Pabau’s claims management software helps GI practices build these rules into their billing workflow – flagging NCCI conflicts, supporting modifier tracking, and connecting documentation to claims before submission. To see how Pabau handles colonoscopy billing workflows, book a demo with the team.

Frequently Asked Questions

What does CPT code 45380 describe?

CPT Code 45380 describes a colonoscopy, flexible, with biopsy, single or multiple. It applies when a flexible colonoscope is advanced proximal to the splenic flexure and one or more tissue samples are obtained from the colon or rectum.

Is CPT code 45380 preventive or diagnostic?

CPT Code 45380 is a diagnostic code. When a colonoscopy begins as a preventive screening (billed under G0105 or G0121 for Medicare) and a biopsy converts it to a diagnostic procedure, the claim should reflect 45380 with the appropriate conversion modifier (PT for Medicare Advantage plans, or 33 for ACA-compliant commercial plans where applicable).

Can CPT codes 45380 and 45385 be billed together?

45380 and 45385 share the same base code and are subject to NCCI bundling edits. They may be billed together in the same session only when the biopsy and polypectomy were performed on separate lesions using different instruments or techniques – and only with Modifier 59 (or XS for Medicare) appended to the lesser-intensity code. The endoscopy report must document each lesion, its location, and the specific instrument used on each.

What is the difference between CPT 45378 and 45380?

CPT 45378 is the base diagnostic colonoscopy code used when no intervention is performed. CPT Code 45380 replaces 45378 whenever a biopsy is taken. Both codes cannot be reported in the same session for a single colonoscopy – only the higher-intensity code (45380) is reported when biopsy occurs.

Does CPT code 45380 need a modifier?

Not always. CPT Code 45380 is billed without a modifier in most standalone diagnostic colonoscopy sessions. Modifiers become necessary in specific scenarios: Modifier 59 when co-billing with another colonoscopy code at a separate site; Modifier PT when a screening converts to diagnostic under Medicare Advantage; Modifier 33 for ACA preventive service designation with commercial payers; and Modifier 53 if the procedure was discontinued before completion.

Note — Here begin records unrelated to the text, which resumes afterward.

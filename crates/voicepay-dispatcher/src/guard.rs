//! Per-schedule in-flight guard so a slow tick and its successor never fire
//! the same schedule twice concurrently.

use dashmap::DashMap;
use uuid::Uuid;

#[derive(Default)]
pub struct InFlightGuard {
    active: DashMap<Uuid, ()>,
}

/// Held for the duration of one fire; removes its schedule from the guard
/// on drop regardless of how the fire finished.
pub struct InFlightPermit<'a> {
    guard: &'a InFlightGuard,
    schedule_id: Uuid,
}

impl Drop for InFlightPermit<'_> {
    fn drop(&mut self) {
        self.guard.active.remove(&self.schedule_id);
    }
}

impl InFlightGuard {
    /// Claim `schedule_id`, returning `None` if it's already in flight.
    pub fn try_acquire(&self, schedule_id: Uuid) -> Option<InFlightPermit<'_>> {
        if self.active.insert(schedule_id, ()).is_some() {
            return None;
        }
        Some(InFlightPermit { guard: self, schedule_id })
    }
}

#[cfg(test)]
mod tests {
    use super::*;

    #[test]
    fn second_acquire_is_rejected_while_first_is_held() {
        let guard = InFlightGuard::default();
        let id = Uuid::new_v4();
        let first = guard.try_acquire(id);
        assert!(first.is_some());
        assert!(guard.try_acquire(id).is_none());
    }

    #[test]
    fn dropping_a_permit_releases_the_schedule() {
        let guard = InFlightGuard::default();
        let id = Uuid::new_v4();
        let permit = guard.try_acquire(id).unwrap();
        drop(permit);
        assert!(guard.try_acquire(id).is_some());
    }
}
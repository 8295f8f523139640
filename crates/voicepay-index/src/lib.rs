//! Global due-schedule projection (C2): every active schedule's
//! `(schedule_id, next_run, ...)` in one place so the dispatcher never has
//! to scan every shard on every tick.

pub mod error;
pub mod persistent;
pub mod store;

pub use error::IndexError;
pub use persistent::SqliteScheduleIndex;
pub use store::{ScheduleIndex, ScheduleIndexStore};
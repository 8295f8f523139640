pub mod auth;
pub mod intent;
pub mod recipients;
pub mod transactions;

use actix_web::web;

pub fn configure(cfg: &mut web::ServiceConfig) {
    cfg.service(auth::issue_nonce)
        .service(auth::verify)
        .service(recipients::list)
        .service(recipients::add)
        .service(recipients::update)
        .service(recipients::remove)
        .service(intent::parse_intent)
        .service(transactions::setup_recurring)
        .service(transactions::list)
        .service(transactions::store)
        .service(crate::metrics::metrics_endpoint);
}
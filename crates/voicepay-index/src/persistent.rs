//! SQLite-backed schedule index so a dispatcher restart doesn't lose track
//! of in-flight due schedules between a tick and the next reload from the
//! shards. Structured the same way as the teacher's `SqliteNonceStore`:
//! one table, opened with `journal_mode=WAL`, entries serialized as JSON.

use chrono::{DateTime, Utc};
use rusqlite::{params, Connection};
use std::sync::Mutex;
use voicepay_types::{IndexEntry, ScheduleId};

use crate::error::IndexError;
use crate::store::ScheduleIndexStore;

pub struct SqliteScheduleIndex {
    conn: Mutex<Connection>,
}

impl SqliteScheduleIndex {
    pub fn open(path: &str) -> Result<Self, IndexError> {
        let conn = Connection::open(path)?;
        conn.execute_batch(
            "CREATE TABLE IF NOT EXISTS index_entries (
                schedule_id TEXT PRIMARY KEY,
                next_run TEXT NOT NULL,
                payload TEXT NOT NULL
            );
            PRAGMA journal_mode=WAL;",
        )?;
        Ok(Self {
            conn: Mutex::new(conn),
        })
    }
}

impl ScheduleIndexStore for SqliteScheduleIndex {
    fn put(&self, entry: IndexEntry) {
        let conn = self.conn.lock().unwrap();
        let payload = serde_json::to_string(&entry).expect("IndexEntry is always serializable");
        let _ = conn.execute(
            "INSERT INTO index_entries (schedule_id, next_run, payload) VALUES (?1, ?2, ?3)
             ON CONFLICT(schedule_id) DO UPDATE SET next_run = excluded.next_run, payload = excluded.payload",
            params![entry.schedule_id.to_string(), entry.next_run.to_rfc3339(), payload],
        );
    }

    fn delete(&self, schedule_id: &ScheduleId) {
        let conn = self.conn.lock().unwrap();
        let _ = conn.execute(
            "DELETE FROM index_entries WHERE schedule_id = ?1",
            params![schedule_id.to_string()],
        );
    }

    fn list_all(&self) -> Vec<IndexEntry> {
        let conn = self.conn.lock().unwrap();
        let mut stmt = match conn.prepare("SELECT payload FROM index_entries") {
            Ok(s) => s,
            Err(_) => return Vec::new(),
        };
        stmt.query_map([], |row| row.get::<_, String>(0))
            .map(|rows| {
                rows.filter_map(Result::ok)
                    .filter_map(|payload| serde_json::from_str(&payload).ok())
                    .collect()
            })
            .unwrap_or_default()
    }

    fn list_due(&self, now: DateTime<Utc>) -> Vec<IndexEntry> {
        let conn = self.conn.lock().unwrap();
        let mut stmt = match conn
            .prepare("SELECT payload FROM index_entries WHERE next_run <= ?1")
        {
            Ok(s) => s,
            Err(_) => return Vec::new(),
        };
        stmt.query_map(params![now.to_rfc3339()], |row| row.get::<_, String>(0))
            .map(|rows| {
                rows.filter_map(Result::ok)
                    .filter_map(|payload| serde_json::from_str(&payload).ok())
                    .collect()
            })
            .unwrap_or_default()
    }
}

#[cfg(test)]
mod tests {
    use super::*;
    use rust_decimal::Decimal;
    use uuid::Uuid;

    fn entry(next_run: DateTime<Utc>) -> IndexEntry {
        IndexEntry {
            schedule_id: Uuid::new_v4(),
            user_address: "0x1111111111111111111111111111111111111111".parse().unwrap(),
            next_run,
            recipient: "0x2222222222222222222222222222222222222222".parse().unwrap(),
            amount: Decimal::new(100, 0),
            currency: "USDC".to_string(),
            interval: voicepay_types::Interval::Daily,
            interval_ms: None,
            times_remaining: None,
            name: None,
            note: None,
            created_at: Utc::now(),
        }
    }

    #[test]
    fn entries_persist_across_reopen() {
        let dir = tempfile::tempdir().unwrap();
        let path = dir.path().join("index.db");
        let id;
        {
            let index = SqliteScheduleIndex::open(path.to_str().unwrap()).unwrap();
            let e = entry(Utc::now());
            id = e.schedule_id;
            index.put(e);
        }
        {
            let index = SqliteScheduleIndex::open(path.to_str().unwrap()).unwrap();
            let all = index.list_all();
            assert_eq!(all.len(), 1);
            assert_eq!(all[0].schedule_id, id);
        }
    }

    #[test]
    fn list_due_filters_by_next_run() {
        let dir = tempfile::tempdir().unwrap();
        let path = dir.path().join("index.db");
        let index = SqliteScheduleIndex::open(path.to_str().unwrap()).unwrap();
        let now = Utc::now();
        index.put(entry(now - chrono::Duration::minutes(5)));
        index.put(entry(now + chrono::Duration::days(1)));
        assert_eq!(index.list_due(now).len(), 1);
    }
}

What ICD-10 codes are commonly paired with CPT 45380?

Common ICD-10-CM codes paired with CPT Code 45380 include K92.1 (melena), K63.5 (polyp of colon), D12.6 (benign neoplasm of colon), K57.30 (diverticulosis of large intestine), K51.90 (ulcerative colitis, unspecified), and K50.90 (Crohn’s disease, unspecified). While K51.90 and K50.90 are acceptable when documentation does not support more specific codes, the preferred practice is to use site-specific and complication-specific codes such as K50.00 (Crohn’s of small intestine), K50.10 (Crohn’s of large intestine), or K51.00-K51.80 (ulcerative colitis with specific site/complication) as supported by documentation. Payers increasingly flag unspecified codes for medical necessity review. The diagnosis code must reflect the documented clinical indication – never submit Z12.11 (screening) as the primary diagnosis when a biopsy was performed.